Dealing with anxiety involves practicing relaxation techniques like deep breathing or mindfulness, challenging negative thoughts, maintaining a healthy lifestyle, seeking support from friends or family, and considering therapy or medication if anxiety becomes overwhelming.
The 3-3-3 rule for anxiety involves identifying three things you can see, three things you can hear, and three things you can touch in your immediate environment. This grounding exercise helps shift focus away from anxious thoughts and brings attention to the present moment, reducing anxiety symptoms.
Anxiety can be identified by recognising symptoms such as excessive worry, restlessness, irritability, muscle tension, difficulty concentrating, and physical symptoms like rapid heartbeat or sweating.
The duration of anxiety varies depending on individual factors, the severity of symptoms, and the presence of underlying conditions. While occasional anxiety may last for brief periods, anxiety disorders can persist for weeks, months, or years without treatment.
Anxiety is normal and can serve as a natural response to stress or perceived threats, helping individuals cope with challenges and navigate uncertain situations. However, excessive or persistent anxiety that interferes with daily functioning may indicate an anxiety disorder requiring treatment by a healthcare professional.
Anxiety can be temporary or permanent depending on individual factors like the underlying conditions and the effectiveness of treatment. While occasional anxiety may resolve on its own or with coping strategies, anxiety disorders may require ongoing management and support to minimise symptoms and improve quality of life.
Samuel Wall
Thank you very much for providing such an excellent course!
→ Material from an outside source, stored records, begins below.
use std::fmt::{Display, Formatter};

use serde::{Deserialize, Serialize};

use crate::{Symbol, ValidationError};

/// Listed company shown in the sidebar. Identity is the symbol.
#[derive(Debug, Clone, PartialEq, Eq, Hash, Serialize, Deserialize)]
pub struct Company {
    pub name: String,
    pub symbol: Symbol,
}

impl Company {
    pub fn new(name: impl Into<String>, symbol: &str) -> Result<Self, ValidationError> {
        let name = name.into();
        if name.trim().is_empty() {
            return Err(ValidationError::EmptyCompanyName);
        }

        Ok(Self {
            name,
            symbol: Symbol::parse(symbol)?,
        })
    }

    /// Same listing, regardless of how the display name is spelled.
    pub fn same_listing(&self, other: &Company) -> bool {
        self.symbol == other.symbol
    }

    /// Dataset caption used on the chart, e.g. `Infosys (INFY.NS)`.
    pub fn caption(&self) -> String {
        format!("{} ({})", self.name, self.symbol)
    }
}

impl Display for Company {
    fn fmt(&self, f: &mut Formatter<'_>) -> std::fmt::Result {
        f.write_str(&self.caption())
    }
}
#[cfg(test)]
mod tests {
    use super::*;
    use chrono::{TimeZone, Utc};
    use std::collections::HashMap;

    fn make_entry(seq: u64, level: Option<Severity>, source: Option<&str>, message: &str) -> LogEntry {
        let mut e = LogEntry::raw_only(EntryId::new(1, seq), seq + 1, format!("raw {message}"));
        e.timestamp = Some(Utc.timestamp_opt(1_700_000_000 + seq as i64, 0).unwrap());
        e.level = level;
        e.source = source.map(str::to_string);
        e.message = message.to_string();
        e
    }

    fn msg_fields() -> Vec<SearchField> {
        vec![SearchField::Message]
    }

    #[test]
    fn test_empty_enabled_set_passes_everything() {
        let entries = vec![
            make_entry(0, Some(Severity::Error), None, "Error 1"),
            make_entry(1, None, None, "Info 1"),
        ];
        let compiled = CompiledFilters::compile(&[]).unwrap();
        assert_eq!(compiled.apply(&entries).len(), 2);

        let disabled = Filter::errors_only("e").unwrap().with_enabled(false);
        let compiled = CompiledFilters::compile(&[disabled]).unwrap();
        assert!(compiled.is_empty());
        assert_eq!(compiled.apply(&entries).len(), 2);
    }

    #[test]
    fn test_and_combination_of_level_source_and_text() {
        // 10 entries satisfy all three filters, 5 miss only the text, and 3
        // miss only the source.
        let mut entries = Vec::new();
        let mut seq = 0;
        let mut push = |level, source, message: &str| {
            entries.push(make_entry(seq, Some(level), Some(source), message));
            seq += 1;
        };
        for _ in 0..10 {
            push(Severity::Error, "auth", "login failed for user");
        }
        for _ in 0..5 {
            push(Severity::Error, "auth", "session expired");
        }
        for _ in 0..3 {
            push(Severity::Error, "db", "login failed for user");
        }

        let filters = vec![
            Filter::log_level("lvl", "Errors", [Severity::Error]).unwrap(),
            Filter::source("src", "Auth", ["auth"]).unwrap(),
            Filter::text("txt", "Login", "LOGIN", false, msg_fields()).unwrap(),
        ];
        let compiled = CompiledFilters::compile(&filters).unwrap();
        let ids = compiled.apply(&entries);
        assert_eq!(ids.len(), 10);
        assert!(ids.iter().all(|id| id.seq < 10));
    }

    #[test]
    fn test_timestamp_filter_excludes_untimestamped() {
        let mut untimed = make_entry(0, None, None, "x");
        untimed.timestamp = None;
        let timed = make_entry(1, None, None, "y");
        let range = TimeSelection::new(
            Utc.timestamp_opt(1_700_000_000, 0).unwrap(),
            Utc.timestamp_opt(1_700_000_001, 0).unwrap(),
        )
        .unwrap();
        let compiled =
            CompiledFilters::compile(&[Filter::timestamp("t", "Range", range).unwrap()]).unwrap();
        assert!(!compiled.matches(&untimed));
        assert!(compiled.matches(&timed));
    }

    #[test]
    fn test_text_case_sensitivity_and_fields() {
        let e = make_entry(0, Some(Severity::Warning), Some("Net"), "Connection FAILED");
        let insensitive = Filter::text("a", "", "failed", false, msg_fields()).unwrap();
        let sensitive = Filter::text("b", "", "failed", true, msg_fields()).unwrap();
        let by_source = Filter::text("c", "", "net", false, vec![SearchField::Source]).unwrap();
        let by_level = Filter::text("d", "", "warning", false, vec![SearchField::Level]).unwrap();
        let by_raw = Filter::text("e", "", "raw connection", false, vec![SearchField::Raw]).unwrap();

        let check = |f: Filter| CompiledFilters::compile(&[f]).unwrap().matches(&e);
        assert!(check(insensitive));
        assert!(!check(sensitive));
        assert!(check(by_source));
        assert!(check(by_level));
        assert!(check(by_raw));
    }

    #[test]
    fn test_regex_filter_with_flags() {
        let entries = vec![
            make_entry(0, None, None, "Error code: 404"),
            make_entry(1, None, None, "Error CODE: 500"),
            make_entry(2, None, None, "Status OK"),
        ];
        let flags = RegexFlags {
            case_insensitive: true,
            ..RegexFlags::default()
        };
        let f = Filter::regex("r", "5xx", r"code:\s*5\d{2}", flags, msg_fields()).unwrap();
        let ids = CompiledFilters::compile(&[f]).unwrap().apply(&entries);
        assert_eq!(ids, vec![EntryId::new(1, 1)]);
    }

    #[test]
    fn test_creation_rejects_malformed_definitions() {
        assert!(matches!(
            Filter::log_level("x", "", []),
            Err(ValidationError::EmptyValueSet { field: "levels", .. })
        ));
        assert!(matches!(
            Filter::source::<String>("x", "", []),
            Err(ValidationError::EmptyValueSet { field: "sources", .. })
        ));
        assert!(matches!(
            Filter::text("x", "", "", false, msg_fields()),
            Err(ValidationError::EmptyText { .. })
        ));
        assert!(matches!(
            Filter::text("x", "", "a", false, vec![]),
            Err(ValidationError::NoSearchFields { .. })
        ));
        assert!(matches!(
            Filter::regex("x", "", "[invalid", RegexFlags::default(), msg_fields()),
            Err(ValidationError::InvalidRegex { .. })
        ));
        let long = "a".repeat(constants::MAX_REGEX_PATTERN_LENGTH + 1);
        assert!(matches!(
            Filter::regex("x", "", &long, RegexFlags::default(), msg_fields()),
            Err(ValidationError::RegexTooLong { .. })
        ));
    }

    #[test]
    fn test_saved_filter_cycle_detected() {
        let self_ref = Filter {
            id: "outer".into(),
            enabled: true,
            name: String::new(),
            kind: FilterKind::Saved {
                filters: vec![],
                combine: CombineMode::All,
            },
        };
        let err = Filter::saved("outer", "Outer", vec![self_ref], CombineMode::All).unwrap_err();
        assert!(matches!(err, ValidationError::CyclicSavedFilter { .. }));

        // Cycle two levels down, hand-built to bypass the constructors.
        let leaf = Filter::errors_only("leaf").unwrap();
        let mid = Filter {
            id: "mid".into(),
            enabled: true,
            name: String::new(),
            kind: FilterKind::Saved {
                filters: vec![
                    leaf,
                    Filter {
                        id: "top".into(),
                        enabled: true,
                        name: String::new(),
                        kind: FilterKind::Saved {
                            filters: vec![],
                            combine: CombineMode::All,
                        },
                    },
                ],
                combine: CombineMode::All,
            },
        };
        let err = Filter::saved("top", "Top", vec![mid], CombineMode::All).unwrap_err();
        assert!(matches!(err, ValidationError::CyclicSavedFilter { .. }));
    }

    #[test]
    fn test_leaf_sharing_ancestor_id_is_not_a_cycle() {
        let leaf = Filter::errors_only("outer").unwrap();
        let nested = Filter::saved(
            "mid",
            "Mid",
            vec![Filter::source("outer", "Auth", ["auth"]).unwrap()],
            CombineMode::Any,
        )
        .unwrap();
        let outer = Filter::saved("outer", "Outer", vec![leaf, nested], CombineMode::All);
        assert!(outer.is_ok(), "{outer:?}");
    }

    #[test]
    fn test_saved_filter_nesting_limit() {
        let mut f = Filter::errors_only("leaf").unwrap();
        for depth in 0..constants::MAX_SAVED_FILTER_DEPTH {
            f = Filter {
                id: format!("g{depth}"),
                enabled: true,
                name: String::new(),
                kind: FilterKind::Saved {
                    filters: vec![f],
                    combine: CombineMode::All,
                },
            };
        }
        assert!(f.validate().is_ok());
        let too_deep = Filter {
            id: "root".into(),
            enabled: true,
            name: String::new(),
            kind: FilterKind::Saved {
                filters: vec![f],
                combine: CombineMode::All,
            },
        };
        assert!(matches!(
            too_deep.validate(),
            Err(ValidationError::NestingTooDeep { .. })
        ));
    }

    #[test]
    fn test_saved_any_combination_and_disabled_children() {
        let entries = vec![
            make_entry(0, Some(Severity::Error), Some("a"), "one"),
            make_entry(1, Some(Severity::Info), Some("b"), "two"),
            make_entry(2, Some(Severity::Debug), Some("c"), "three"),
        ];
        let group = Filter::saved(
            "g",
            "Errors or source b",
            vec![
                Filter::errors_only("e").unwrap(),
                Filter::source("s", "", ["b"]).unwrap(),
                Filter::source("off", "", ["c"]).unwrap().with_enabled(false),
            ],
            CombineMode::Any,
        )
        .unwrap();
        let ids = CompiledFilters::compile(&[group]).unwrap().apply(&entries);
        assert_eq!(ids, vec![EntryId::new(1, 0), EntryId::new(1, 1)]);
    }

    #[test]
    fn test_filter_set_mutations_are_atomic() {
        let mut set = FilterSet::new();
        set.add(Filter::errors_only("e").unwrap()).unwrap();
        assert!(matches!(
            set.add(Filter::errors_only("e").unwrap()),
            Err(ValidationError::DuplicateFilterId { .. })
        ));

        // An invalid replacement leaves the original in place.
        let mut bad = Filter::errors_only("e").unwrap();
        bad.kind = FilterKind::LogLevel {
            levels: BTreeSet::new(),
        };
        assert!(set.replace(bad).is_err());
        assert_eq!(set.get("e"), Some(&Filter::errors_only("e").unwrap()));

        set.set_enabled("e", false).unwrap();
        assert!(!set.filters()[0].enabled);
        assert!(set.set_enabled("missing", true).is_err());
        assert!(set.remove("missing").is_err());
        assert_eq!(set.remove("e").unwrap().id, "e");
        assert!(set.is_empty());
    }

    #[test]
    fn test_apply_ids_uses_lookup() {
        struct Map(HashMap<EntryId, LogEntry>);
        impl EntryLookup for Map {
            fn entry(&self, id: EntryId) -> Option<&LogEntry> {
                self.0.get(&id)
            }
        }
        let entries = [
            make_entry(0, Some(Severity::Error), None, "a"),
            make_entry(1, Some(Severity::Info), None, "b"),
        ];
        let map = Map(entries.iter().map(|e| (e.id, e.clone())).collect());
        let compiled = CompiledFilters::compile(&[Filter::errors_only("e").unwrap()]).unwrap();
        let ids = compiled.apply_ids(&map, &[EntryId::new(1, 1), EntryId::new(1, 0), EntryId::new(9, 9)]);
        assert_eq!(ids, vec![EntryId::new(1, 0)]);
    }

    #[test]
    fn test_serde_shape_is_tagged() {
        let f = Filter::text("t", "Text", "boom", true, msg_fields()).unwrap();
        let json = serde_json::to_value(&f).unwrap();
        assert_eq!(json["type"], "TEXT");
        assert_eq!(json["caseSensitive"], true);
        assert_eq!(json["fields"][0], "message");
        let back: Filter = serde_json::from_value(json).unwrap();
        assert_eq!(back, f);
    }

    #[test]
    fn test_parallel_path_preserves_order() {
        let entries: Vec<_> = (0..constants::PARALLEL_FILTER_THRESHOLD as u64 + 10)
            .map(|i| {
                let level = if i % 2 == 0 { Severity::Error } else { Severity::Info };
                make_entry(i, Some(level), None, "m")
            })
            .collect();
        let compiled = CompiledFilters::compile(&[Filter::errors_only("e").unwrap()]).unwrap();
        let ids = compiled.apply(&entries);
        assert_eq!(ids.len(), entries.len().div_ceil(2));
        assert!(ids.windows(2).all(|w| w[0] < w[1]));
    }
}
I learned a great deal about stress and anxiety management.
Morgan Fraser
Amazing contents. You will get your value for money.
Lydia Davey
Great course for aspiring therapists looking for the secret traits of a successful therapist.
Ellie Quinn
I enjoyed every lesson of this course. This course is fantastic. It has helped me to understand the steps of managing my stress and anxiety.
Erin Rice
Loved all the modules. The best part about this course is that it cuts all fluffs and focuses on essential topics and can’t be found for free on the internet.